If any industry can claim to be advancing the SDGs merely by virtue of its core offering, it should be the renewable energy sector. Not only does renewable energy address SDG 7 on access to affordable, reliable, and sustainable energy; and SDG 13, on urgent action to combat climate change, it can be argued that access to energy for the 1.1 billion people who lack it, is a fundamental requirement for achieving other SDGs, including ending poverty (SDG 1), eliminating hunger (SDG 2), advancing health and well-being (SDG 3), providing quality education (SDG 4), providing decent work (SDG 8) and promoting sustainable cities and communities (SDG 11).

At the same time, as we’ve documented here on our blog, renewable energy projects can have local impacts, that, as with any large-scale development project, need to be managed. Renewables projects do not always gain the buy-in of local communities and in some cases, have created conflicts around land rights, Indigenous Peoples’ rights, and environmental impacts.

The Business and Human Rights Resource Centre, in research conducted last year, found that while two thirds of renewable energy companies have human rights policies in place, less than half refer to international standards, and only 10 percent reference the right to Free, Prior and Informed Consent for Indigenous Peoples. Half of the wind power companies surveyed also lacked a commitment to community consultation.

The Centre has received close to 100 complaints from communities and civil society groups about renewables projects since 2010. Whilst this is a relatively small number, it is likely to escalate as clean energy projects that require large amounts of land scale up to meet global climate goals.

Renewable energy thus has two big opportunities when it comes to the SDGs: one is to ensure that human rights considerations are fully integrated into operational planning and decision-making to ensure no negative impacts and to be able to achieve a social license to operate. The second is to support the achievement of SDG 7 on access to affordable, reliable and sustainable energy, and in doing so, enable many other SDGs to be realized.

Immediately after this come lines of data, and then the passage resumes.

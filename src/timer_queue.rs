//! Timer service driven by a single timerfd.
//!
//! The timerfd is registered as an ordinary channel on the owning loop and
//! is always armed to the earliest active expiry; periodicity is handled
//! here, not by the kernel (the timerfd interval stays zero).

use std::cell::{Cell, RefCell};
use std::collections::{BTreeMap, HashSet};
use std::io;
use std::os::fd::RawFd;
use std::rc::{Rc, Weak};

use crate::channel::Channel;
use crate::event_loop::EventLoop;
use crate::time::Timestamp;
use crate::timer::{TimerEntry, TimerId};

/// Expiries closer than this are pushed out to avoid arming the timerfd in
/// the past.
const MIN_ARM_MICROS: i64 = 100;

pub(crate) fn create_timer_fd() -> io::Result<RawFd> {
    let fd = unsafe {
        libc::timerfd_create(
            libc::CLOCK_MONOTONIC,
            libc::TFD_NONBLOCK | libc::TFD_CLOEXEC,
        )
    };
    if fd < 0 {
        return Err(io::Error::last_os_error());
    }
    Ok(fd)
}

fn read_timer_fd(timer_fd: RawFd, now: Timestamp) {
    let mut how_many: u64 = 0;
    let n = unsafe { libc::read(timer_fd, &mut how_many as *mut u64 as *mut libc::c_void, 8) };
    tracing::trace!("timer queue fired {how_many} at {now}");
    if n != 8 {
        tracing::error!("timerfd read returned {n} bytes instead of 8");
    }
}

pub(crate) struct TimerQueue {
    timer_fd: RawFd,
    channel: Rc<Channel>,
    /// Ordered by (expiry, sequence): "what expires next".
    timers: RefCell<BTreeMap<(Timestamp, u64), TimerEntry>>,
    /// Ordered by sequence: cancellation lookup. Always the same size as
    /// `timers`.
    active: RefCell<BTreeMap<u64, Timestamp>>,
    calling_expired: Cell<bool>,
    /// Timers cancelled from inside their own expiry batch.
    cancelling: RefCell<HashSet<u64>>,
}

impl TimerQueue {
    pub(crate) fn with_fd(owner: Weak<EventLoop>, timer_fd: RawFd) -> TimerQueue {
        TimerQueue {
            timer_fd,
            channel: Channel::with_owner(owner, timer_fd),
            timers: RefCell::new(BTreeMap::new()),
            active: RefCell::new(BTreeMap::new()),
            calling_expired: Cell::new(false),
            cancelling: RefCell::new(HashSet::new()),
        }
    }

    /// Hook the timerfd channel up to the (now fully constructed) loop.
    pub(crate) fn install(&self, event_loop: &Rc<EventLoop>) {
        let weak = Rc::downgrade(event_loop);
        self.channel.set_read_callback(move |_| {
            if let Some(lp) = weak.upgrade() {
                lp.timer_queue().handle_read(&lp);
            }
        });
        self.channel.enable_reading();
    }

    pub(crate) fn channel(&self) -> &Rc<Channel> {
        &self.channel
    }

    pub(crate) fn add_in_loop(&self, event_loop: &EventLoop, entry: TimerEntry) {
        event_loop.assert_in_loop_thread();
        let expiry = entry.expiry();
        if self.insert(entry) {
            self.rearm(expiry);
        }
    }

    pub(crate) fn cancel_in_loop(&self, event_loop: &EventLoop, id: TimerId) {
        event_loop.assert_in_loop_thread();
        let mut timers = self.timers.borrow_mut();
        let mut active = self.active.borrow_mut();
        assert_eq!(timers.len(), active.len());

        if let Some(expiry) = active.remove(&id.sequence) {
            let removed = timers.remove(&(expiry, id.sequence));
            assert!(removed.is_some());
        } else if self.calling_expired.get() {
            // Cancelled from inside its own expiry batch (itself or a
            // sibling); keep it from being re-armed by the reset step.
            self.cancelling.borrow_mut().insert(id.sequence);
        }
        assert_eq!(timers.len(), active.len());
    }

    /// Read callback of the timerfd channel.
    pub(crate) fn handle_read(&self, event_loop: &EventLoop) {
        event_loop.assert_in_loop_thread();
        let now = Timestamp::now();
        read_timer_fd(self.timer_fd, now);

        let mut expired = self.take_expired(now);

        self.calling_expired.set(true);
        self.cancelling.borrow_mut().clear();
        // No internal borrow is held here: callbacks may add or cancel
        // timers freely.
        for entry in expired.iter_mut() {
            entry.run();
        }
        self.calling_expired.set(false);

        self.reset(expired, now);
    }

    /// True if the inserted timer is now the earliest.
    fn insert(&self, entry: TimerEntry) -> bool {
        let mut timers = self.timers.borrow_mut();
        let mut active = self.active.borrow_mut();
        assert_eq!(timers.len(), active.len());

        let expiry = entry.expiry();
        let sequence = entry.sequence();
        let earliest_changed = timers
            .first_key_value()
            .is_none_or(|((first, _), _)| expiry < *first);

        let prev = timers.insert((expiry, sequence), entry);
        assert!(prev.is_none());
        let prev = active.insert(sequence, expiry);
        assert!(prev.is_none());

        assert_eq!(timers.len(), active.len());
        earliest_changed
    }

    /// Remove and return every entry with expiry <= now, in expiry order.
    fn take_expired(&self, now: Timestamp) -> Vec<TimerEntry> {
        let mut timers = self.timers.borrow_mut();
        let mut active = self.active.borrow_mut();
        assert_eq!(timers.len(), active.len());

        let remaining = timers.split_off(&(now, u64::MAX));
        let expired_map = std::mem::replace(&mut *timers, remaining);
        let expired: Vec<TimerEntry> = expired_map.into_values().collect();
        for entry in &expired {
            let removed = active.remove(&entry.sequence());
            assert!(removed.is_some());
        }

        assert_eq!(timers.len(), active.len());
        expired
    }

    /// Re-arm periodic timers that were not cancelled mid-batch, then point
    /// the timerfd at the new earliest expiry.
    fn reset(&self, expired: Vec<TimerEntry>, now: Timestamp) {
        for mut entry in expired {
            if entry.repeat() && !self.cancelling.borrow().contains(&entry.sequence()) {
                entry.restart(now);
                self.insert(entry);
            }
        }

        let next_expiry = self
            .timers
            .borrow()
            .first_key_value()
            .map(|((expiry, _), _)| *expiry);
        if let Some(expiry) = next_expiry {
            self.rearm(expiry);
        }
    }

    fn rearm(&self, expiry: Timestamp) {
        let mut micros = Timestamp::now().micros_until(expiry);
        if micros < MIN_ARM_MICROS {
            micros = MIN_ARM_MICROS;
        }
        let new_value = libc::itimerspec {
            it_interval: libc::timespec {
                tv_sec: 0,
                tv_nsec: 0,
            },
            it_value: libc::timespec {
                tv_sec: micros / 1_000_000,
                tv_nsec: (micros % 1_000_000) * 1_000,
            },
        };
        let rc =
            unsafe { libc::timerfd_settime(self.timer_fd, 0, &new_value, std::ptr::null_mut()) };
        if rc != 0 {
            tracing::error!("timerfd_settime failed: {}", io::Error::last_os_error());
        }
    }

    #[cfg(test)]
    pub(crate) fn len(&self) -> usize {
        let timers = self.timers.borrow();
        let active = self.active.borrow();
        assert_eq!(timers.len(), active.len());
        timers.len()
    }
}

impl Drop for TimerQueue {
    fn drop(&mut self) {
        unsafe {
            libc::close(self.timer_fd);
        }
    }
}

#[cfg(test)]
mod tests {
    use super::*;
    use std::sync::atomic::{AtomicU32, Ordering};
    use std::sync::{Arc, Mutex};
    use std::time::Duration;

    // Expiry dispatch is exercised by calling the timerfd read callback
    // directly with already-due timers, so none of these tests need a
    // running loop.

    fn counter() -> Arc<AtomicU32> {
        Arc::new(AtomicU32::new(0))
    }

    #[test]
    fn one_shot_fires_once_and_empties_the_queue() {
        let lp = EventLoop::new().unwrap();
        let count = counter();
        let c = count.clone();
        lp.run_at(Timestamp::now(), move || {
            c.fetch_add(1, Ordering::Relaxed);
        });
        assert_eq!(lp.timer_queue().len(), 1);

        lp.timer_queue().handle_read(&lp);
        assert_eq!(count.load(Ordering::Relaxed), 1);
        assert_eq!(lp.timer_queue().len(), 0);

        // A second expiry pass finds nothing.
        lp.timer_queue().handle_read(&lp);
        assert_eq!(count.load(Ordering::Relaxed), 1);
    }

    #[test]
    fn periodic_timer_is_rearmed() {
        let lp = EventLoop::new().unwrap();
        let count = counter();
        let c = count.clone();
        lp.add_timer(Timestamp::now(), Duration::from_millis(10), move || {
            c.fetch_add(1, Ordering::Relaxed);
        });

        lp.timer_queue().handle_read(&lp);
        assert_eq!(count.load(Ordering::Relaxed), 1);
        assert_eq!(lp.timer_queue().len(), 1);
    }

    #[test]
    fn cancel_before_expiry_removes_both_entries() {
        let lp = EventLoop::new().unwrap();
        let count = counter();
        let c = count.clone();
        let id = lp.run_at(Timestamp::now() + Duration::from_secs(60), move || {
            c.fetch_add(1, Ordering::Relaxed);
        });
        assert_eq!(lp.timer_queue().len(), 1);

        lp.cancel(id);
        assert_eq!(lp.timer_queue().len(), 0);

        lp.timer_queue().handle_read(&lp);
        assert_eq!(count.load(Ordering::Relaxed), 0);
    }

    #[test]
    fn cancel_after_fire_is_a_no_op() {
        let lp = EventLoop::new().unwrap();
        let id = lp.run_at(Timestamp::now(), || {});
        lp.timer_queue().handle_read(&lp);
        assert_eq!(lp.timer_queue().len(), 0);
        lp.cancel(id);
        assert_eq!(lp.timer_queue().len(), 0);
    }

    #[test]
    fn periodic_timer_cancelled_from_its_own_callback_is_not_rearmed() {
        let lp = EventLoop::new().unwrap();
        let id_slot: Arc<Mutex<Option<TimerId>>> = Arc::new(Mutex::new(None));
        let count = counter();
        let c = count.clone();

        let handle = lp.handle();
        let slot = id_slot.clone();
        let id = lp.add_timer(Timestamp::now(), Duration::from_millis(5), move || {
            c.fetch_add(1, Ordering::Relaxed);
            // Cancel ourselves from inside our own expiry batch.
            handle.cancel(slot.lock().unwrap().expect("id published before fire"));
        });
        *id_slot.lock().unwrap() = Some(id);

        lp.timer_queue().handle_read(&lp);
        assert_eq!(count.load(Ordering::Relaxed), 1);
        assert_eq!(lp.timer_queue().len(), 0);
    }

    #[test]
    fn timer_added_from_a_callback_lands_in_the_queue() {
        let lp = EventLoop::new().unwrap();
        let handle = lp.handle();
        lp.run_at(Timestamp::now(), move || {
            handle.run_after(Duration::from_secs(60), || {});
        });

        lp.timer_queue().handle_read(&lp);
        assert_eq!(lp.timer_queue().len(), 1);
    }
}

To create a shared understanding of how the renewables sector can most effectively contribute to the SDGs, we have partnered with the Business and Human Rights Resource Centre,  the Columbia Center on Sustainable Investment (CCSI) and the UN Sustainable Development Solutions Network (SDSN) to develop a mapping document for the industry. The document will trace the many points of intersection between renewable energy and the SDGs, including ways in which the renewable sector can contribute toward the realization of the SDGs, the risks renewable energy operations can pose for sustainable development and the realization of human rights, and the implications of the SDGs for the industry’s future operations. Special attention will be paid to the interconnections of the human rights framework with the SDGs. A draft will be published in September of this year at a launch event hosted by CCSI during Climate Week in New York City.